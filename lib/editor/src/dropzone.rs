//! Drag-to-insert: dropzone markers and the drag gesture state machine.
//!
//! When a toolbar item starts dragging, one [`Dropzone`] is placed at the
//! midpoint of every edge. Each pointer move probes a small square at the
//! pointer's canvas position; the first dropzone it hits is highlighted. A
//! drop on a highlighted dropzone yields a [`PendingInsertion`] for that
//! dropzone's edge. Dropzones exist only inside [`DragSession::Dragging`] and
//! are discarded with it.

use crate::config::{EditorConfig, ProbeConfig};
use crate::geometry::{Point, Rect, Size};
use crate::projection::{FlowGraph, VisualEdge, VisualNode};
use crate::toolbar::ToolbarNode;
use serde::{Deserialize, Serialize};
use tracing::debug;

/// Maps pointer positions reported by the renderer into canvas space.
pub trait CanvasTransform {
    fn screen_to_canvas(&self, point: Point) -> Point;
}

/// Pan and zoom of the canvas.
#[derive(Debug, Clone, Copy, PartialEq, Serialize, Deserialize)]
pub struct Viewport {
    pub x: f64,
    pub y: f64,
    pub zoom: f64,
}

impl Default for Viewport {
    fn default() -> Self {
        Self {
            x: 0.0,
            y: 0.0,
            zoom: 1.0,
        }
    }
}

impl CanvasTransform for Viewport {
    fn screen_to_canvas(&self, point: Point) -> Point {
        let zoom = if self.zoom > 0.0 { self.zoom } else { 1.0 };
        Point::new((point.x - self.x) / zoom, (point.y - self.y) / zoom)
    }
}

/// An insertion target drawn on an edge while dragging.
#[derive(Debug, Clone, PartialEq, Serialize, Deserialize)]
pub struct Dropzone {
    pub id: String,
    pub edge: VisualEdge,
    /// Top-left corner in canvas space.
    pub position: Point,
    pub size: Size,
    pub highlighted: bool,
}

impl Dropzone {
    #[must_use]
    pub fn rect(&self) -> Rect {
        Rect::new(self.position, self.size)
    }
}

/// Id of the dropzone anchored on `edge`: `dropzone_edge_{edge id}`.
#[must_use]
pub fn dropzone_id(edge: &VisualEdge) -> String {
    format!("dropzone_edge_{}", edge.id)
}

/// Midpoint between the edge's source handle and target handle.
///
/// Returns `None` when either end is not a node of `graph`. A handle the node
/// does not expose anchors at the node's position.
#[must_use]
pub fn edge_midpoint(graph: &FlowGraph, edge: &VisualEdge, node_size: Size) -> Option<Point> {
    let source = graph.node(&edge.source)?;
    let target = graph.node(&edge.target)?;
    Some(
        handle_point(source, &edge.source_handle, node_size)
            .midpoint(handle_point(target, &edge.target_handle, node_size)),
    )
}

fn handle_point(node: &VisualNode, handle_id: &str, node_size: Size) -> Point {
    node.handle(handle_id)
        .map_or(node.position, |handle| node.position + handle.offset(node_size))
}

/// One dropzone per edge of `graph`, in edge order.
#[must_use]
pub fn build_dropzones(graph: &FlowGraph, config: &EditorConfig) -> Vec<Dropzone> {
    let size = config.node.size();
    graph
        .edges
        .iter()
        .filter_map(|edge| {
            let center = edge_midpoint(graph, edge, size)?;
            Some(Dropzone {
                id: dropzone_id(edge),
                edge: edge.clone(),
                position: Rect::centered_on(center, size).origin(),
                size,
                highlighted: false,
            })
        })
        .collect()
}

/// The square probe placed at a canvas position.
#[must_use]
pub fn probe_rect(at: Point, probe: &ProbeConfig) -> Rect {
    Rect::new(at, Size::new(probe.size, probe.size))
}

/// First dropzone hit by `probe`.
#[must_use]
pub fn find_intersecting<'a>(
    dropzones: &'a [Dropzone],
    probe: &Rect,
    allow_partial: bool,
) -> Option<&'a Dropzone> {
    dropzones
        .iter()
        .find(|dropzone| probe.hits(&dropzone.rect(), allow_partial))
}

/// An insertion the user confirmed by dropping on a dropzone.
#[derive(Debug, Clone, PartialEq)]
pub struct PendingInsertion {
    pub toolbar: ToolbarNode,
    pub edge: VisualEdge,
}

/// State of an in-progress drag.
#[derive(Debug, Clone, PartialEq)]
pub struct ActiveDrag {
    pub toolbar: ToolbarNode,
    pub dropzones: Vec<Dropzone>,
    /// Id of the highlighted dropzone.
    pub active: Option<String>,
}

/// The drag gesture.
#[derive(Debug, Clone, Default, PartialEq)]
pub enum DragSession {
    #[default]
    Idle,
    Dragging(ActiveDrag),
}

impl DragSession {
    /// Starts dragging `toolbar` over `graph`. Any drag already in progress is
    /// replaced.
    #[must_use]
    pub fn begin(toolbar: ToolbarNode, graph: &FlowGraph, config: &EditorConfig) -> Self {
        let dropzones = build_dropzones(graph, config);
        debug!(
            action_type = %toolbar.action_type,
            dropzones = dropzones.len(),
            "drag started"
        );
        Self::Dragging(ActiveDrag {
            toolbar,
            dropzones,
            active: None,
        })
    }

    /// Updates the highlighted dropzone for a pointer at `screen`.
    #[must_use]
    pub fn pointer_moved(
        self,
        screen: Point,
        canvas: &dyn CanvasTransform,
        probe: &ProbeConfig,
    ) -> Self {
        let Self::Dragging(mut drag) = self else {
            return Self::Idle;
        };

        let rect = probe_rect(canvas.screen_to_canvas(screen), probe);
        let active =
            find_intersecting(&drag.dropzones, &rect, probe.allow_partial).map(|d| d.id.clone());
        for dropzone in &mut drag.dropzones {
            dropzone.highlighted = active.as_deref() == Some(dropzone.id.as_str());
        }
        drag.active = active;
        Self::Dragging(drag)
    }

    /// Ends the gesture with a drop. All dropzones are discarded; the
    /// insertion is returned only if a dropzone was highlighted.
    #[must_use]
    pub fn finish(self) -> Option<PendingInsertion> {
        let Self::Dragging(drag) = self else {
            return None;
        };
        let ActiveDrag {
            toolbar,
            dropzones,
            active,
        } = drag;
        let active = active?;
        dropzones
            .into_iter()
            .find(|dropzone| dropzone.id == active)
            .map(|dropzone| PendingInsertion {
                toolbar,
                edge: dropzone.edge,
            })
    }

    /// Abandons the gesture.
    #[must_use]
    pub fn cancel(self) -> Self {
        if self.is_dragging() {
            debug!("drag cancelled");
        }
        Self::Idle
    }

    #[must_use]
    pub fn is_dragging(&self) -> bool {
        matches!(self, Self::Dragging(_))
    }

    /// Current dropzones; empty when idle.
    #[must_use]
    pub fn dropzones(&self) -> &[Dropzone] {
        match self {
            Self::Idle => &[],
            Self::Dragging(drag) => &drag.dropzones,
        }
    }

    #[must_use]
    pub fn active_dropzone(&self) -> Option<&Dropzone> {
        let Self::Dragging(drag) = self else {
            return None;
        };
        let active = drag.active.as_deref()?;
        drag.dropzones.iter().find(|dropzone| dropzone.id == active)
    }
}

**Work required**
Each line from the beginning of the entries to the line with "into canvas space." must be repeated exactly, with both end lines kept and no other lines given.

**Answer below**
filename lib/editor/src/dropzone.rs
//! Drag-to-insert: dropzone markers and the drag gesture state machine.
//!
//! When a toolbar item starts dragging, one [`Dropzone`] is placed at the
//! midpoint of every edge. Each pointer move probes a small square at the
//! pointer's canvas position; the first dropzone it hits is highlighted. A
//! drop on a highlighted dropzone yields a [`PendingInsertion`] for that
//! dropzone's edge. Dropzones exist only inside [`DragSession::Dragging`] and
//! are discarded with it.

use crate::config::{EditorConfig, ProbeConfig};
use crate::geometry::{Point, Rect, Size};
use crate::projection::{FlowGraph, VisualEdge, VisualNode};
use crate::toolbar::ToolbarNode;
use serde::{Deserialize, Serialize};
use tracing::debug;

/// Maps pointer positions reported by the renderer into canvas space.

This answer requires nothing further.